Both Michael and Neal Mau testified that appellant told them he was driving the motor vehicle at the time of the accident. Moreover, when appellant waved down Michael Mau, he was wet, dirty, covered in pondweeds, and within one mile of the accident scene approximately 45 minutes to 1 hour after it occurred, indicating that he was likely avoiding authorities by running through marshes and ditches filled with water and weeds.
In addition, when the eyewitness looked out of his window immediately after the car came to a stop, he saw appellant’s wife standing next to the open passenger door of the car. Her location next to the passenger door suggests that she was the passenger and someone else was the driver. See State v. Bauer, 598 N.W.2d 352, 370 (Minn. 1999) (circumstantial evidence entitled to same weight as direct evidence).

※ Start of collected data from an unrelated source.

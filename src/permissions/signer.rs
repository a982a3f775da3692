use super::{PermissionPermit, SignerError, TypedDataSigner};
use alloy::primitives::Address;
use alloy::signers::local::PrivateKeySigner;
use alloy::signers::Signer;
use alloy::sol_types::{Eip712Domain, SolStruct};
use async_trait::async_trait;
use std::fmt;

/// Signs permits with an in-process private key.
#[derive(Clone)]
pub struct LocalTypedDataSigner {
    inner: PrivateKeySigner,
}

impl LocalTypedDataSigner {
    pub fn new(inner: PrivateKeySigner) -> Self {
        Self { inner }
    }

    pub fn from_private_key(private_key: &str) -> Result<Self, SignerError> {
        private_key
            .trim_start_matches("0x")
            .parse::<PrivateKeySigner>()
            .map(Self::new)
            .map_err(|e| SignerError::Failed(format!("Invalid private key: {}", e)))
    }

    pub fn random() -> Self {
        Self::new(PrivateKeySigner::random())
    }
}

impl fmt::Debug for LocalTypedDataSigner {
    fn fmt(&self, f: &mut fmt::Formatter<'_>) -> fmt::Result {
        f.debug_struct("LocalTypedDataSigner")
            .field("address", &self.inner.address())
            .finish()
    }
}

#[async_trait]
impl TypedDataSigner for LocalTypedDataSigner {
    fn address(&self) -> Address {
        self.inner.address()
    }

    async fn sign_permission_permit(
        &self,
        domain: &Eip712Domain,
        permit: &PermissionPermit,
    ) -> Result<String, SignerError> {
        let hash = permit.eip712_signing_hash(domain);
        let signature = self
            .inner
            .sign_hash(&hash)
            .await
            .map_err(|e| SignerError::Failed(e.to_string()))?;
        Ok(format!("0x{}", hex::encode(signature.as_bytes())))
    }
}
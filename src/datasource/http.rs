//! JSON-over-HTTP POST with retry on transient failures.

use super::DataSourceError;
use backoff::future::retry;
use backoff::ExponentialBackoff;
use reqwest::Client;
use std::time::Duration;

pub(crate) async fn post_json(
    client: &Client,
    url: &str,
    payload: &serde_json::Value,
) -> Result<serde_json::Value, DataSourceError> {
    let backoff = ExponentialBackoff {
        max_elapsed_time: Some(Duration::from_secs(30)),
        ..Default::default()
    };

    retry(backoff, || async {
        let response = client
            .post(url)
            .json(payload)
            .send()
            .await
            .map_err(|e| backoff::Error::transient(DataSourceError::NetworkError(e.to_string())))?;

        let status = response.status();
        if status == 429 {
            return Err(backoff::Error::transient(DataSourceError::RateLimited));
        }
        if status.is_server_error() {
            return Err(backoff::Error::transient(DataSourceError::HttpError {
                status: status.as_u16(),
                message: "Server error".to_string(),
            }));
        }
        if !status.is_success() {
            return Err(backoff::Error::permanent(DataSourceError::HttpError {
                status: status.as_u16(),
                message: "Client error".to_string(),
            }));
        }

        response
            .json::<serde_json::Value>()
            .await
            .map_err(|e| backoff::Error::permanent(DataSourceError::ParseError(e.to_string())))
    })
    .await
}
//! Codec trait definitions.

use crate::error::Result;
use std::io::Write;

/// A value with a fixed binary encoding.
///
/// # Length Honesty
///
/// `serialized_length()` must return exactly the number of bytes that
/// `serialize()` writes for the same value. The manifest header records
/// section lengths computed this way before any section byte is written, so
/// a mismatch produces a container whose offsets point into the wrong data.
pub trait BinarySerializable {
    /// Number of bytes `serialize` will write.
    fn serialized_length(&self) -> u64;

    /// Encode this value into `out`.
    fn serialize<W: Write + ?Sized>(&self, out: &mut W) -> Result<()>;

    /// Encode this value into a freshly allocated buffer.
    fn to_bytes(&self) -> Result<Vec<u8>> {
        let capacity = usize::try_from(self.serialized_length()).unwrap_or(0);
        let mut buf = Vec::with_capacity(capacity);
        self.serialize(&mut buf)?;
        Ok(buf)
    }
}

/// A value that can be decoded from a positioned byte cursor.
///
/// Implementations consume exactly the bytes of one encoded value and leave
/// the cursor positioned after it.
pub trait BinaryDecodable: Sized {
    /// Decode one value, advancing `buf`.
    fn decode(buf: &mut &[u8]) -> Result<Self>;
}
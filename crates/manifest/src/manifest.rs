//! Container manifest
//!
//! A manifest is the header plus metadata that precede an extension's
//! payload. Reading consumes exactly the manifest bytes from a source and
//! leaves it positioned at the first payload byte.

use crate::codec::{BinaryDecodable, BinarySerializable};
use crate::error::{ManifestError, Result, Section};
use crate::header::{ManifestHeader, HEADER_LENGTH};
use crate::metadata::{Metadata, MetadataBuilder};
use crate::options::ReadOptions;
use crate::registry;
use std::fs::File;
use std::io::{self, BufReader, BufWriter, Read, Write};
use std::path::Path;
use tracing::{debug, trace, warn};

/// Decoded or built container manifest.
#[derive(Debug, Clone, PartialEq, Eq, serde::Serialize)]
pub struct Manifest {
    flags: u16,
    content_offset: u64,
    content_length: u64,
    metadata: Metadata,
}

/// Read exactly `expected` bytes, reporting how many arrived on a short read.
fn read_exactly<R: Read + ?Sized>(source: &mut R, expected: u64) -> Result<Vec<u8>> {
    let mut buf = Vec::new();
    Read::take(&mut *source, expected).read_to_end(&mut buf)?;
    let actual = buf.len() as u64;
    if actual < expected {
        return Err(ManifestError::UnexpectedEndOfInput { expected, actual });
    }
    Ok(buf)
}

fn check_section_length(section: Section, length: u64, options: &ReadOptions) -> Result<()> {
    if length > options.max_section_length {
        return Err(ManifestError::SectionTooLarge {
            section,
            length,
            max: options.max_section_length,
        });
    }
    Ok(())
}

impl Manifest {
    /// Start building a manifest.
    pub fn builder() -> ManifestBuilder {
        ManifestBuilder::default()
    }

    /// Read a manifest with default options.
    pub fn read<R: Read + ?Sized>(source: &mut R) -> Result<Self> {
        Self::read_with_options(source, &ReadOptions::default())
    }

    /// Read a manifest, leaving `source` positioned at the payload.
    ///
    /// # Errors
    ///
    /// - `InvalidHeader` if the magic number does not match
    /// - `SectionTooLarge` if a declared section exceeds the configured bound
    /// - `UnexpectedEndOfInput` if the source ends inside the manifest
    /// - `UnsupportedFormatVersion` if no handler accepts the metadata version
    pub fn read_with_options<R: Read + ?Sized>(
        source: &mut R,
        options: &ReadOptions,
    ) -> Result<Self> {
        options.validate()?;

        let header_bytes = read_exactly(source, HEADER_LENGTH as u64)?;
        let header_bytes: &[u8; HEADER_LENGTH] = header_bytes
            .as_slice()
            .try_into()
            .map_err(|_| ManifestError::UnexpectedEndOfInput {
                expected: HEADER_LENGTH as u64,
                actual: header_bytes.len() as u64,
            })?;
        let header = ManifestHeader::from_bytes(header_bytes)?;

        debug!(
            flags = header.flags,
            authentication_length = header.authentication_length,
            metadata_length = header.metadata_length,
            content_length = header.content_length,
            "Read manifest header"
        );

        check_section_length(
            Section::Authentication,
            header.authentication_length,
            options,
        )?;
        check_section_length(Section::Metadata, header.metadata_length, options)?;

        // Authentication content is reserved and skipped.
        let sections = read_exactly(
            source,
            header.authentication_length + header.metadata_length,
        )?;
        let metadata_start = sections.len() - header.metadata_length as usize;
        let mut cursor = &sections[metadata_start..];

        trace!(length = cursor.len(), "Decoding metadata section");
        let metadata = Metadata::decode(&mut cursor)?;
        if !cursor.is_empty() {
            warn!(
                trailing = cursor.len(),
                "Metadata section carries bytes its decoder did not consume"
            );
        }

        Ok(Manifest {
            flags: header.flags,
            content_offset: header.content_offset(),
            content_length: header.content_length,
            metadata,
        })
    }

    /// Read the manifest at the start of a container file.
    pub fn read_path(path: impl AsRef<Path>) -> Result<Self> {
        let mut reader = BufReader::new(File::open(path)?);
        Self::read(&mut reader)
    }

    /// Read a manifest from an in-memory container.
    ///
    /// Bytes following the manifest are ignored.
    pub fn from_bytes(bytes: &[u8]) -> Result<Self> {
        let mut cursor = bytes;
        Self::read(&mut cursor)
    }

    /// Container flags.
    pub fn flags(&self) -> u16 {
        self.flags
    }

    /// Embedded metadata.
    pub fn metadata(&self) -> &Metadata {
        &self.metadata
    }

    /// Offset of the payload from the container start.
    pub fn content_offset(&self) -> u64 {
        self.content_offset
    }

    /// Declared payload length. Never checked against the actual payload.
    pub fn content_length(&self) -> u64 {
        self.content_length
    }

    /// Header as `serialize` writes it.
    ///
    /// The authentication section is never written, so its length is always
    /// zero here even for a manifest read from a container that had one.
    pub fn header(&self) -> ManifestHeader {
        ManifestHeader {
            flags: self.flags,
            authentication_length: 0,
            metadata_length: self.metadata.serialized_length(),
            content_length: self.content_length,
        }
    }

    /// Write the manifest followed by the whole of `input`.
    ///
    /// Returns the total number of bytes written.
    pub fn decorate<R, W>(&self, input: &mut R, output: &mut W) -> Result<u64>
    where
        R: Read + ?Sized,
        W: Write + ?Sized,
    {
        self.serialize(output)?;
        let copied = io::copy(input, output)?;
        output.flush()?;

        if copied != self.content_length {
            warn!(
                declared = self.content_length,
                copied, "Payload length differs from declared content length"
            );
        }
        Ok(self.serialized_length() + copied)
    }

    /// Write a container to `output_path` wrapping the file at `input_path`.
    ///
    /// The output file is created or truncated.
    pub fn decorate_file(
        &self,
        input_path: impl AsRef<Path>,
        output_path: impl AsRef<Path>,
    ) -> Result<u64> {
        let mut input = BufReader::new(File::open(input_path)?);
        let mut output = BufWriter::new(File::create(output_path)?);
        self.decorate(&mut input, &mut output)
    }
}

impl BinarySerializable for Manifest {
    fn serialized_length(&self) -> u64 {
        HEADER_LENGTH as u64 + self.metadata.serialized_length()
    }

    fn serialize<W: Write + ?Sized>(&self, out: &mut W) -> Result<()> {
        let header = self.header();
        debug!(
            flags = header.flags,
            metadata_length = header.metadata_length,
            content_length = header.content_length,
            "Writing manifest"
        );
        out.write_all(&header.to_bytes())?;
        self.metadata.serialize(out)
    }
}

/// Accumulates a manifest.
///
/// `build()` requires metadata and resets the builder.
#[derive(Debug, Default)]
pub struct ManifestBuilder {
    flags: u16,
    content_length: u64,
    metadata: Option<Metadata>,
}

impl ManifestBuilder {
    pub fn set_flags(&mut self, flags: u16) -> &mut Self {
        self.flags = flags;
        self
    }

    pub fn set_content_length(&mut self, length: u64) -> &mut Self {
        self.content_length = length;
        self
    }

    /// Attach already built metadata, replacing any previous one.
    pub fn set_metadata(&mut self, metadata: impl Into<Metadata>) -> &mut Self {
        self.metadata = Some(metadata.into());
        self
    }

    /// Build metadata of `version` with the registered builder and attach it.
    ///
    /// ```ignore
    /// builder.create_metadata(0, |m| {
    ///     m.set_product_identifier("org.basinmc.faucet")
    ///         .set_environment_type("java")
    ///         .set_identifier("org.basinmc.example")
    ///         .set_version("1.0.0");
    /// })?;
    /// ```
    pub fn create_metadata<F>(&mut self, version: u8, configure: F) -> Result<&mut Self>
    where
        F: FnOnce(&mut dyn MetadataBuilder),
    {
        let mut builder = registry::new_builder(version)?;
        configure(&mut *builder);
        self.metadata = Some(builder.build()?);
        Ok(self)
    }

    /// Produce the manifest; fails if no metadata was attached.
    pub fn build(&mut self) -> Result<Manifest> {
        let taken = std::mem::take(self);
        let metadata = taken
            .metadata
            .ok_or(ManifestError::MissingRequiredSection("metadata"))?;

        Ok(Manifest {
            flags: taken.flags,
            content_offset: HEADER_LENGTH as u64 + metadata.serialized_length(),
            content_length: taken.content_length,
            metadata,
        })
    }
}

Appellant testified that he was not driving the car that night and the Maus were not truthful because there was “bad blood” between them and appellant. But we must assume the jury believed the state’s witnesses and disbelieved any evidence to the contrary. Moore, 438 N.W.2d at 108. Moreover, it is the jury’s exclusive function to measure the credibility of witnesses. State v. Merrill, 274 N.W.2d 99, 111 (Minn. 1978). Here, the jury had the opportunity to weigh the credibility of Michael and Neal Mau versus the credibility of appellant. The jury concluded the Maus’ testimony was more credible than appellant’s testimony, and we will defer to their determination. Thus, we conclude there was sufficient evidence to support appellant’s convictions.